→ **Requirement**
Please find the lines in the following records that hold "expected", and copy them.

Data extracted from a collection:
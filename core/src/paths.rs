//! Explanation-path search over the query subgraph.
//!
//! Enumerates simple directed paths from a candidate's global node to the
//! local node with breadth-first search bounded by depth, scores each path
//! from its edge weights, length, and the prediction's final score, and
//! renders the winners into curator-readable sentences.

use crate::types::{EdgeType, ExplanationPath, NodeId, NodeKind, ScoredPrediction, Subgraph};
use serde::{Deserialize, Serialize};
use std::collections::VecDeque;

/// Configuration for the explanation path search.
#[derive(Debug, Clone, Copy, Serialize, Deserialize)]
pub struct PathSearchConfig {
    /// Maximum number of hops (edges) in a returned path.
    pub max_depth: usize,
    /// Maximum number of scored paths to return per prediction.
    pub max_paths: usize,
}

impl Default for PathSearchConfig {
    fn default() -> Self {
        Self {
            max_depth: 4,
            max_paths: 3,
        }
    }
}

/// Weight of the mean edge weight in a path's score.
const EDGE_WEIGHT_SHARE: f64 = 0.4;
/// Weight of the inverse path length in a path's score.
const LENGTH_SHARE: f64 = 0.3;
/// Weight of the prediction's final score in a path's score.
const PREDICTION_SHARE: f64 = 0.3;

/// Edge weight assumed for a hop whose edge cannot be resolved.
const MISSING_EDGE_WEIGHT: f32 = 0.3;

/// Builds scored, rendered explanation paths for scored predictions.
#[derive(Debug, Clone, Default)]
pub struct PathConstructor {
    config: PathSearchConfig,
}

impl PathConstructor {
    /// Creates a constructor with the given search bounds.
    pub fn new(config: PathSearchConfig) -> Self {
        Self { config }
    }

    /// Enumerates, scores, and renders paths for one scored prediction.
    ///
    /// Every returned path is simple (no repeated node ids), at most
    /// `max_depth` hops long, and made of real subgraph edges.
    pub fn construct(
        &self,
        prediction: &ScoredPrediction,
        subgraph: &Subgraph,
    ) -> Vec<ExplanationPath> {
        let source = &prediction.prediction.global_event_id;
        let target = &prediction.prediction.local_event_id;

        let raw_paths = self.enumerate_paths(subgraph, source, target);

        let mut scored: Vec<ExplanationPath> = raw_paths
            .into_iter()
            .take(self.config.max_paths * 2)
            .map(|nodes| self.score_path(nodes, subgraph, prediction.final_score))
            .collect();

        scored.sort_by(|a, b| {
            b.score
                .partial_cmp(&a.score)
                .unwrap_or(std::cmp::Ordering::Equal)
        });
        scored.truncate(self.config.max_paths);
        scored
    }

    /// BFS enumeration of simple directed paths from `source` to `target`.
    fn enumerate_paths(&self, subgraph: &Subgraph, source: &str, target: &str) -> Vec<Vec<NodeId>> {
        if !subgraph.contains(source) || !subgraph.contains(target) {
            return Vec::new();
        }

        let mut paths = Vec::new();
        let mut queue: VecDeque<Vec<NodeId>> = VecDeque::new();
        queue.push_back(vec![source.to_string()]);

        while let Some(path) = queue.pop_front() {
            let current = path.last().expect("paths are never empty");

            if current == target && path.len() > 1 {
                paths.push(path);
                continue;
            }
            if path.len() > self.config.max_depth {
                continue;
            }

            for neighbor in subgraph.out_neighbors(current) {
                if path.iter().any(|id| id == neighbor) {
                    continue;
                }
                let mut next = path.clone();
                next.push(neighbor.to_string());
                queue.push_back(next);
            }
        }

        paths
    }

    fn score_path(
        &self,
        nodes: Vec<NodeId>,
        subgraph: &Subgraph,
        final_score: f64,
    ) -> ExplanationPath {
        let mut edge_weights = Vec::with_capacity(nodes.len().saturating_sub(1));
        for hop in nodes.windows(2) {
            let weight = subgraph
                .edge_between(&hop[0], &hop[1])
                .map(|e| e.weight)
                .unwrap_or(MISSING_EDGE_WEIGHT);
            edge_weights.push(weight);
        }

        let mean_weight = if edge_weights.is_empty() {
            0.0
        } else {
            edge_weights.iter().map(|&w| w as f64).sum::<f64>() / edge_weights.len() as f64
        };
        let length_score = 1.0 / nodes.len() as f64;
        let score = EDGE_WEIGHT_SHARE * mean_weight
            + LENGTH_SHARE * length_score
            + PREDICTION_SHARE * final_score;

        let explanation = self.render(&nodes, subgraph);

        ExplanationPath {
            nodes,
            edge_weights,
            score,
            explanation,
        }
    }

    /// Renders a path into a curator-readable sentence.
    ///
    /// Causal-candidate hops read as direct influence; hops into an
    /// intermediate name its category; anything else falls back to an arrow.
    fn render(&self, nodes: &[NodeId], subgraph: &Subgraph) -> String {
        if nodes.len() < 2 {
            return "Direct connection".to_string();
        }

        let mut fragments = Vec::with_capacity(nodes.len() - 1);
        for hop in nodes.windows(2) {
            let source = subgraph.node(&hop[0]);
            let target = subgraph.node(&hop[1]);
            let (Some(source), Some(target)) = (source, target) else {
                continue;
            };

            let source_name = display_name(source);
            let target_name = display_name(target);
            let edge = subgraph.edge_between(&hop[0], &hop[1]);

            let fragment = match (edge.map(|e| e.edge_type), target.kind) {
                (Some(EdgeType::CausalCandidate), _) => {
                    format!("{source_name} directly influenced {target_name}")
                }
                (_, NodeKind::Intermediate) => {
                    let category = target
                        .attributes
                        .category
                        .as_deref()
                        .unwrap_or("entity");
                    format!("{source_name} affected {target_name} ({category})")
                }
                _ => format!("{source_name} -> {target_name}"),
            };
            fragments.push(fragment);
        }

        if fragments.is_empty() {
            return "Path found".to_string();
        }
        fragments.join(" -> ")
    }
}

fn display_name(node: &crate::types::Node) -> &str {
    if node.attributes.name.is_empty() {
        &node.id
    } else {
        &node.attributes.name
    }
}

#[cfg(test)]
mod tests {
    use super::*;
    use crate::types::{
        ConstraintResult, Edge, EventAttributes, MechanismDistribution, Node, Prediction,
        PredictionSource, ReliabilityScore,
    };
    use std::collections::HashSet;

    fn node(id: &str, kind: NodeKind, name: &str) -> Node {
        Node::new(
            id,
            kind,
            EventAttributes {
                name: name.into(),
                ..Default::default()
            },
        )
    }

    fn intermediate(id: &str, name: &str, category: &str) -> Node {
        Node::new(
            id,
            NodeKind::Intermediate,
            EventAttributes {
                name: name.into(),
                category: Some(category.into()),
                ..Default::default()
            },
        )
    }

    fn scored(global: &str, local: &str, final_score: f64) -> ScoredPrediction {
        ScoredPrediction {
            prediction: Prediction {
                global_event_id: global.into(),
                local_event_id: local.into(),
                causal_strength: 0.8,
                source: PredictionSource::EdgeFallback { edge_id: "EDGE_0".into() },
                mechanisms: MechanismDistribution::default().normalized(),
            },
            constraints: ConstraintResult::from_components(true, true, true),
            reliability: ReliabilityScore {
                directness: 0.9,
                source_consistency: 0.6,
                temporal_proximity: 1.0,
                reliability: 0.84,
            },
            evidence_strength: 0.5,
            final_score,
        }
    }

    /// Diamond: G -> L directly, and G -> I -> L through a commodity.
    fn diamond() -> Subgraph {
        let mut graph = Subgraph::new();
        graph.add_node(node("L", NodeKind::Local, "Tea plantations"));
        graph.add_node(node("G", NodeKind::Global, "American Civil War"));
        graph.add_node(intermediate("I", "Cotton", "commodity"));
        graph.add_edge(Edge::new("EDGE_0", "G", "L", EdgeType::CausalCandidate, 0.85));
        graph.add_edge(Edge::new("EDGE_1", "G", "I", EdgeType::Mentions, 0.5));
        graph.add_edge(Edge::new("EDGE_2", "I", "L", EdgeType::RelatedTo, 0.6));
        graph
    }

    #[test]
    fn test_finds_direct_and_bridged_paths() {
        let constructor = PathConstructor::default();
        let paths = constructor.construct(&scored("G", "L", 0.8), &diamond());
        assert_eq!(paths.len(), 2);
        let node_lists: Vec<_> = paths.iter().map(|p| p.nodes.clone()).collect();
        assert!(node_lists.contains(&vec!["G".to_string(), "L".to_string()]));
        assert!(node_lists.contains(&vec!["G".to_string(), "I".to_string(), "L".to_string()]));
    }

    #[test]
    fn test_paths_are_simple_and_bounded() {
        let constructor = PathConstructor::new(PathSearchConfig {
            max_depth: 4,
            max_paths: 10,
        });
        let paths = constructor.construct(&scored("G", "L", 0.8), &diamond());
        for path in &paths {
            let unique: HashSet<_> = path.nodes.iter().collect();
            assert_eq!(unique.len(), path.nodes.len(), "repeated node in {:?}", path.nodes);
            assert!(path.hop_count() <= 4);
            // Every hop is a real subgraph edge.
            let graph = diamond();
            for hop in path.nodes.windows(2) {
                assert!(graph.edge_between(&hop[0], &hop[1]).is_some());
            }
        }
    }

    #[test]
    fn test_direct_path_outranks_longer_path() {
        let constructor = PathConstructor::default();
        let paths = constructor.construct(&scored("G", "L", 0.8), &diamond());
        // Direct hop: mean weight 0.85, length 2. Bridge: mean 0.55, length 3.
        assert_eq!(paths[0].nodes, vec!["G".to_string(), "L".to_string()]);
        assert!(paths[0].score > paths[1].score);
    }

    #[test]
    fn test_path_score_formula() {
        let constructor = PathConstructor::default();
        let paths = constructor.construct(&scored("G", "L", 0.8), &diamond());
        let direct = &paths[0];
        let expected = 0.4 * 0.85 + 0.3 * (1.0 / 2.0) + 0.3 * 0.8;
        assert!((direct.score - expected).abs() < 1e-9);
    }

    #[test]
    fn test_rendering_names_influence_and_category() {
        let constructor = PathConstructor::default();
        let paths = constructor.construct(&scored("G", "L", 0.8), &diamond());
        let direct = paths
            .iter()
            .find(|p| p.nodes.len() == 2)
            .expect("direct path");
        assert_eq!(
            direct.explanation,
            "American Civil War directly influenced Tea plantations"
        );
        let bridged = paths
            .iter()
            .find(|p| p.nodes.len() == 3)
            .expect("bridged path");
        assert!(bridged.explanation.contains("affected Cotton (commodity)"));
        assert!(bridged.explanation.contains(" -> "));
    }

    #[test]
    fn test_depth_limit_prunes_long_chains() {
        let mut graph = Subgraph::new();
        for i in 0..7 {
            graph.add_node(node(&format!("N{i}"), NodeKind::Intermediate, &format!("Node {i}")));
        }
        for i in 0..6 {
            graph.add_edge(Edge::new(
                format!("EDGE_{i}"),
                format!("N{i}"),
                format!("N{}", i + 1),
                EdgeType::RelatedTo,
                0.6,
            ));
        }
        let constructor = PathConstructor::new(PathSearchConfig {
            max_depth: 4,
            max_paths: 3,
        });
        let prediction = scored("N0", "N6", 0.5);
        // Six hops exceeds the depth bound.
        assert!(constructor.construct(&prediction, &graph).is_empty());

        let shorter = scored("N2", "N6", 0.5);
        assert_eq!(constructor.construct(&shorter, &graph).len(), 1);
    }

    #[test]
    fn test_missing_endpoints_yield_no_paths() {
        let constructor = PathConstructor::default();
        let graph = diamond();
        assert!(constructor.construct(&scored("MISSING", "L", 0.5), &graph).is_empty());
    }
}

→ **Completed task**
        let expected = 0.4 * 0.85 + 0.3 * (1.0 / 2.0) + 0.3 * 0.8;
        assert!((direct.score - expected).abs() < 1e-9);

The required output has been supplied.